Since liver transplantation is now considered an important therapeutic option in patients with advanced liver disease, we were interested in determining potential barriers to transplantation in the group of patients at the highest risk of admissions. Not surprisingly, we found that this group had significant barriers to transplantation, including active alcohol use and addiction issues. Thus, our results raise the possibility that targeting this group for early and aggressive intervention directed at addiction and psychiatric comorbidities may be an option to decrease hospitalizations and increase access to transplantation. Interestingly, several patients in this group, despite their obviously advanced liver disease, had low MELD scores (<15). Since MELD score of great than 15 is required in the US for deceased donor transplantation, this subgroup represents unique challenges to manage their disease. Thus, it is intriguing to speculate whether interventions such as early transjugular intrahepatic portosystemic shunt placement in patients with cirrhosis, special considerations in the organ allocation system, or live donor liver transplant in patients with ascites would decrease the frequency of admissions in this group of patients and provide overall more cost-effective care [24][26]. Our study identifies groups of patients who are ineligible for liver transplant and at high risk for admissions towards which specific, personalized interventions can be targeted to minimize risk of hospitalization. Indeed, insights gained from our study has led to changes in practice patterns at our institution, including early referral to drug and alcohol treatment programs, aggressive management of fluid status in patients identified on their index admission to be at risk of readmission, and more timely referrals to palliative care.

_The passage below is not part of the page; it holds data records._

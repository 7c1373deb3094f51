use std::collections::{HashMap, HashSet};

use crate::{GtfsFeed, NoticeContainer, NoticeSeverity, ValidationNotice, Validator};

const CODE_DUPLICATE_GEOGRAPHY_ID: &str = "duplicate_geography_id";

#[derive(Debug, Default)]
pub struct UniqueGeographyIdValidator;

impl Validator for UniqueGeographyIdValidator {
    fn name(&self) -> &'static str {
        "unique_geography_id"
    }

    fn validate(&self, feed: &GtfsFeed, notices: &mut NoticeContainer) {
        let mut sources_by_id: HashMap<String, HashSet<GeographySource>> = HashMap::new();
        let mut stop_rows: HashMap<&str, u64> = HashMap::new();

        for (index, stop) in feed.stops.rows.iter().enumerate() {
            let row_number = feed.stops.row_number(index);
            let stop_id = stop.stop_id.trim();
            if stop_id.is_empty() {
                continue;
            }
            stop_rows.entry(stop_id).or_insert(row_number);
            insert_source(&mut sources_by_id, stop_id, GeographySource::Stop);
        }

        let mut location_group_rows: HashMap<&str, u64> = HashMap::new();
        if let Some(location_group_stops) = &feed.location_group_stops {
            for (index, row) in location_group_stops.rows.iter().enumerate() {
                let row_number = location_group_stops.row_number(index);
                let group_id = row.location_group_id.trim();
                if group_id.is_empty() {
                    continue;
                }
                location_group_rows.entry(group_id).or_insert(row_number);
                insert_source(
                    &mut sources_by_id,
                    group_id,
                    GeographySource::LocationGroupStop,
                );
            }
        }

        let mut feature_index_by_id: HashMap<&str, usize> = HashMap::new();
        if let Some(locations) = &feed.locations {
            if !locations.has_fatal_errors() {
                if locations.feature_index_by_id.is_empty() {
                    for location_id in &locations.location_ids {
                        insert_source(
                            &mut sources_by_id,
                            location_id.as_str(),
                            GeographySource::GeoJson,
                        );
                    }
                } else {
                    for (location_id, index) in &locations.feature_index_by_id {
                        insert_source(
                            &mut sources_by_id,
                            location_id.as_str(),
                            GeographySource::GeoJson,
                        );
                        feature_index_by_id.insert(location_id.as_str(), *index);
                    }
                }
            }
        }

        for (id, sources) in sources_by_id {
            if sources.len() > 1 {
                notices.push(duplicate_id_notice(
                    &id,
                    &sources,
                    &stop_rows,
                    &location_group_rows,
                    &feature_index_by_id,
                ));
            }
        }
    }
}

#[derive(Debug, Hash, PartialEq, Eq)]
enum GeographySource {
    Stop,
    LocationGroupStop,
    GeoJson,
}

fn insert_source(
    sources_by_id: &mut HashMap<String, HashSet<GeographySource>>,
    id: &str,
    source: GeographySource,
) {
    let trimmed = id.trim();
    if trimmed.is_empty() {
        return;
    }

    sources_by_id
        .entry(trimmed.to_string())
        .or_default()
        .insert(source);
}

fn duplicate_id_notice(
    id: &str,
    sources: &HashSet<GeographySource>,
    stop_rows: &HashMap<&str, u64>,
    location_group_rows: &HashMap<&str, u64>,
    feature_index_by_id: &HashMap<&str, usize>,
) -> ValidationNotice {
    let mut notice = ValidationNotice::new(
        CODE_DUPLICATE_GEOGRAPHY_ID,
        NoticeSeverity::Error,
        format!("geography id '{}' is duplicated across multiple files", id),
    );
    if sources.contains(&GeographySource::Stop) {
        if let Some(row_number) = stop_rows.get(id).copied() {
            notice.insert_context_field("csvRowNumberA", row_number);
        }
    }
    if sources.contains(&GeographySource::LocationGroupStop) {
        if let Some(row_number) = location_group_rows.get(id).copied() {
            notice.insert_context_field("csvRowNumberB", row_number);
        }
    }
    if sources.contains(&GeographySource::GeoJson) {
        if let Some(index) = feature_index_by_id.get(id) {
            notice.insert_context_field("featureIndex", *index as u64);
        }
    }
    notice.insert_context_field("geographyId", id);
    notice.field_order = vec![
        "csvRowNumberA".into(),
        "csvRowNumberB".into(),
        "featureIndex".into(),
        "geographyId".into(),
    ];
    notice
}

#[cfg(test)]
mod tests {
    use super::*;
    use crate::CsvTable;
    use gtfs_model::{LocationGroupStop, Stop};

    #[test]
    fn detects_duplicate_id_between_stops_and_location_groups() {
        let mut feed = GtfsFeed::default();
        feed.stops = CsvTable {
            headers: vec!["stop_id".into()],
            rows: vec![Stop {
                stop_id: "ID1".into(),
                ..Default::default()
            }],
            row_numbers: vec![2],
        };
        feed.location_group_stops = Some(CsvTable {
            headers: vec!["location_group_id".into()],
            rows: vec![LocationGroupStop {
                location_group_id: "ID1".into(),
                ..Default::default()
            }],
            row_numbers: vec![2],
        });

        let mut notices = NoticeContainer::new();
        UniqueGeographyIdValidator.validate(&feed, &mut notices);

        assert!(notices
            .iter()
            .any(|n| n.code == CODE_DUPLICATE_GEOGRAPHY_ID));
    }

    #[test]
    fn passes_unique_ids() {
        let mut feed = GtfsFeed::default();
        feed.stops = CsvTable {
            headers: vec!["stop_id".into()],
            rows: vec![Stop {
                stop_id: "S1".into(),
                ..Default::default()
            }],
            row_numbers: vec![2],
        };
        feed.location_group_stops = Some(CsvTable {
            headers: vec!["location_group_id".into()],
            rows: vec![LocationGroupStop {
                location_group_id: "LG1".into(),
                ..Default::default()
            }],
            row_numbers: vec![2],
        });

        let mut notices = NoticeContainer::new();
        UniqueGeographyIdValidator.validate(&feed, &mut notices);

        assert!(notices.is_empty());
    }
}
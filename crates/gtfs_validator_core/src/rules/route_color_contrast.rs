use crate::{GtfsFeed, NoticeContainer, NoticeSeverity, ValidationNotice, Validator};

const CODE_ROUTE_COLOR_CONTRAST: &str = "route_color_contrast";
const MAX_ROUTE_COLOR_LUMA_DIFFERENCE: i32 = 72;

#[derive(Debug, Default)]
pub struct RouteColorContrastValidator;

impl Validator for RouteColorContrastValidator {
    fn name(&self) -> &'static str {
        "route_color_contrast"
    }

    fn validate(&self, feed: &GtfsFeed, notices: &mut NoticeContainer) {
        for (index, route) in feed.routes.rows.iter().enumerate() {
            let row_number = feed.routes.row_number(index);
            let (Some(route_color), Some(route_text_color)) =
                (route.route_color, route.route_text_color)
            else {
                continue;
            };

            let diff = (route_color.rec601_luma() - route_text_color.rec601_luma()).abs();
            if diff < MAX_ROUTE_COLOR_LUMA_DIFFERENCE {
                let mut notice = ValidationNotice::new(
                    CODE_ROUTE_COLOR_CONTRAST,
                    NoticeSeverity::Warning,
                    "route_color and route_text_color have insufficient contrast",
                );
                notice.insert_context_field("routeId", route.route_id.as_str());
                notice.insert_context_field("csvRowNumber", row_number);
                notice.insert_context_field("routeColor", route_color);
                notice.insert_context_field("routeTextColor", route_text_color);
                notice.field_order = vec![
                    "csvRowNumber".to_string(),
                    "routeColor".to_string(),
                    "routeId".to_string(),
                    "routeTextColor".to_string(),
                ];
                notices.push(notice);
            }
        }
    }
}

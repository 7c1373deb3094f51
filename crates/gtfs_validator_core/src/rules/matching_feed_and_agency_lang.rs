use crate::{GtfsFeed, NoticeContainer, NoticeSeverity, ValidationNotice, Validator};

const CODE_FEED_INFO_LANG_AND_AGENCY_LANG_MISMATCH: &str =
    "feed_info_lang_and_agency_lang_mismatch";

#[derive(Debug, Default)]
pub struct MatchingFeedAndAgencyLangValidator;

impl Validator for MatchingFeedAndAgencyLangValidator {
    fn name(&self) -> &'static str {
        "matching_feed_and_agency_lang"
    }

    fn validate(&self, feed: &GtfsFeed, notices: &mut NoticeContainer) {
        let Some(feed_info) = &feed.feed_info else {
            return;
        };
        let Some(info) = feed_info.rows.first() else {
            return;
        };
        let row_number = 2;
        let feed_lang = info.feed_lang.trim();
        if feed_lang.is_empty() {
            return;
        }

        let feed_lang_normalized = feed_lang.to_ascii_lowercase();
        if feed_lang_normalized == "mul" {
            return;
        }

        for agency in &feed.agency.rows {
            let Some(agency_lang) = agency.agency_lang.as_deref() else {
                continue;
            };
            let agency_lang = agency_lang.trim();
            if agency_lang.is_empty() {
                continue;
            }
            if agency_lang.to_ascii_lowercase() != feed_lang_normalized {
                let mut notice = ValidationNotice::new(
                    CODE_FEED_INFO_LANG_AND_AGENCY_LANG_MISMATCH,
                    NoticeSeverity::Warning,
                    "agency_lang does not match feed_lang",
                );
                notice.insert_context_field("agencyId", agency.agency_id.as_deref().unwrap_or(""));
                notice.insert_context_field("agencyLang", agency_lang);
                notice.insert_context_field("agencyName", agency.agency_name.as_str());
                notice.insert_context_field("csvRowNumber", row_number);
                notice.insert_context_field("feedLang", feed_lang);
                notice.field_order = vec![
                    "agencyId".to_string(),
                    "agencyLang".to_string(),
                    "agencyName".to_string(),
                    "csvRowNumber".to_string(),
                    "feedLang".to_string(),
                ];
                notices.push(notice);
            }
        }
    }
}

#[cfg(test)]
mod tests {
    use super::*;
    use crate::CsvTable;

    #[test]
    fn emits_notice_for_mismatched_languages() {
        let mut feed = base_feed();
        feed.feed_info = Some(CsvTable {
            headers: Vec::new(),
            rows: vec![gtfs_model::FeedInfo {
                feed_publisher_name: "Publisher".to_string(),
                feed_publisher_url: "https://example.com".to_string(),
                feed_lang: "en".to_string(),
                feed_start_date: None,
                feed_end_date: None,
                feed_version: None,
                feed_contact_email: None,
                feed_contact_url: None,
            }],
            row_numbers: Vec::new(),
        });
        feed.agency.rows[0].agency_lang = Some("fr".to_string());

        let mut notices = NoticeContainer::new();
        MatchingFeedAndAgencyLangValidator.validate(&feed, &mut notices);

        assert_eq!(notices.len(), 1);
        let notice = notices.iter().next().unwrap();
        assert_eq!(notice.code, CODE_FEED_INFO_LANG_AND_AGENCY_LANG_MISMATCH);
        assert_eq!(context_str(notice, "agencyId"), "A1");
        assert_eq!(context_str(notice, "agencyLang"), "fr");
        assert_eq!(context_str(notice, "agencyName"), "Agency");
        assert_eq!(context_u64(notice, "csvRowNumber"), 2);
        assert_eq!(context_str(notice, "feedLang"), "en");
    }

    #[test]
    fn skips_when_feed_lang_is_mul() {
        let mut feed = base_feed();
        feed.feed_info = Some(CsvTable {
            headers: Vec::new(),
            rows: vec![gtfs_model::FeedInfo {
                feed_publisher_name: "Publisher".to_string(),
                feed_publisher_url: "https://example.com".to_string(),
                feed_lang: "mul".to_string(),
                feed_start_date: None,
                feed_end_date: None,
                feed_version: None,
                feed_contact_email: None,
                feed_contact_url: None,
            }],
            row_numbers: Vec::new(),
        });
        feed.agency.rows[0].agency_lang = Some("fr".to_string());

        let mut notices = NoticeContainer::new();
        MatchingFeedAndAgencyLangValidator.validate(&feed, &mut notices);

        assert!(notices.is_empty());
    }

    #[test]
    fn passes_when_languages_match() {
        let mut feed = base_feed();
        feed.feed_info = Some(CsvTable {
            headers: Vec::new(),
            rows: vec![gtfs_model::FeedInfo {
                feed_publisher_name: "Publisher".to_string(),
                feed_publisher_url: "https://example.com".to_string(),
                feed_lang: "en".to_string(),
                feed_start_date: None,
                feed_end_date: None,
                feed_version: None,
                feed_contact_email: None,
                feed_contact_url: None,
            }],
            row_numbers: Vec::new(),
        });
        feed.agency.rows[0].agency_lang = Some("EN".to_string());

        let mut notices = NoticeContainer::new();
        MatchingFeedAndAgencyLangValidator.validate(&feed, &mut notices);

        assert!(notices.is_empty());
    }

    fn base_feed() -> GtfsFeed {
        GtfsFeed {
            agency: CsvTable {
                headers: Vec::new(),
                rows: vec![gtfs_model::Agency {
                    agency_id: Some("A1".to_string()),
                    agency_name: "Agency".to_string(),
                    agency_url: "https://example.com".to_string(),
                    agency_timezone: "UTC".to_string(),
                    agency_lang: None,
                    agency_phone: None,
                    agency_fare_url: None,
                    agency_email: None,
                }],
                row_numbers: Vec::new(),
            },
            stops: CsvTable {
                headers: Vec::new(),
                rows: Vec::new(),
                row_numbers: Vec::new(),
            },
            routes: CsvTable {
                headers: Vec::new(),
                rows: Vec::new(),
                row_numbers: Vec::new(),
            },
            trips: CsvTable {
                headers: Vec::new(),
                rows: Vec::new(),
                row_numbers: Vec::new(),
            },
            stop_times: CsvTable {
                headers: Vec::new(),
                rows: Vec::new(),
                row_numbers: Vec::new(),
            },
            calendar: None,
            calendar_dates: None,
            fare_attributes: None,
            fare_rules: None,
            fare_media: None,
            fare_products: None,
            fare_leg_rules: None,
            fare_transfer_rules: None,
            fare_leg_join_rules: None,
            areas: None,
            stop_areas: None,
            timeframes: None,
            rider_categories: None,
            shapes: None,
            frequencies: None,
            transfers: None,
            location_groups: None,
            location_group_stops: None,
            locations: None,
            booking_rules: None,
            feed_info: None,
            attributions: None,
            levels: None,
            pathways: None,
            translations: None,
            networks: None,
            route_networks: None,
            index: crate::reference_index::ReferenceIndex::default(),
        }
    }

    fn context_str<'a>(notice: &'a ValidationNotice, key: &str) -> &'a str {
        notice
            .context
            .get(key)
            .and_then(|value| value.as_str())
            .unwrap_or("")
    }

    fn context_u64(notice: &ValidationNotice, key: &str) -> u64 {
        notice
            .context
            .get(key)
            .and_then(|value| value.as_u64())
            .unwrap_or(0)
    }
}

Some limitations of our study should be considered. We did not have data on education or socioeconomic status to control for potential confounders in terms of the differences we saw in terms of race. Since the goal our study was to discover risk factors for multiple readmissions, time-based analyses could not be used. Therefore, we controlled for non-uniform follow-up interval by including follow-up time in the model. In order to minimize the differences in follow-up time, patients with less than 90 days of follow-up were excluded from the study. Excluding these patients could potentially lead to bias, therefore, we also analyzed the data by including the group with shorter follow-up times and the predictive factors remained the same and just 3 additional patients were included in the hyper-admission group. The choice of 5 admissions for the cut-off was based on the both on the mean number of admissions per person year as well as the fact that this group accounted for half of the total admissions in the study group. These results are of particular interest because we show that targeting this small group of patients and optimizing their transplant status could potentially decrease the risk of half of all admissions.

In summary, a relatively small number of patients with end-stage liver disease account for a disproportionately large number of hospital admissions. Diabetes, race, and MELD score were predictive of high risk of admissions. In this group of patients at the highest risk of admissions significant barriers to transplant exist. Interventions designed to address these factors, including low MELD score despite having decompensated cirrhosis and addiction issues could potentially increase access to transplantation and decrease frequency of hospitalizations.

Funding Statement

The authors have no support or funding to report.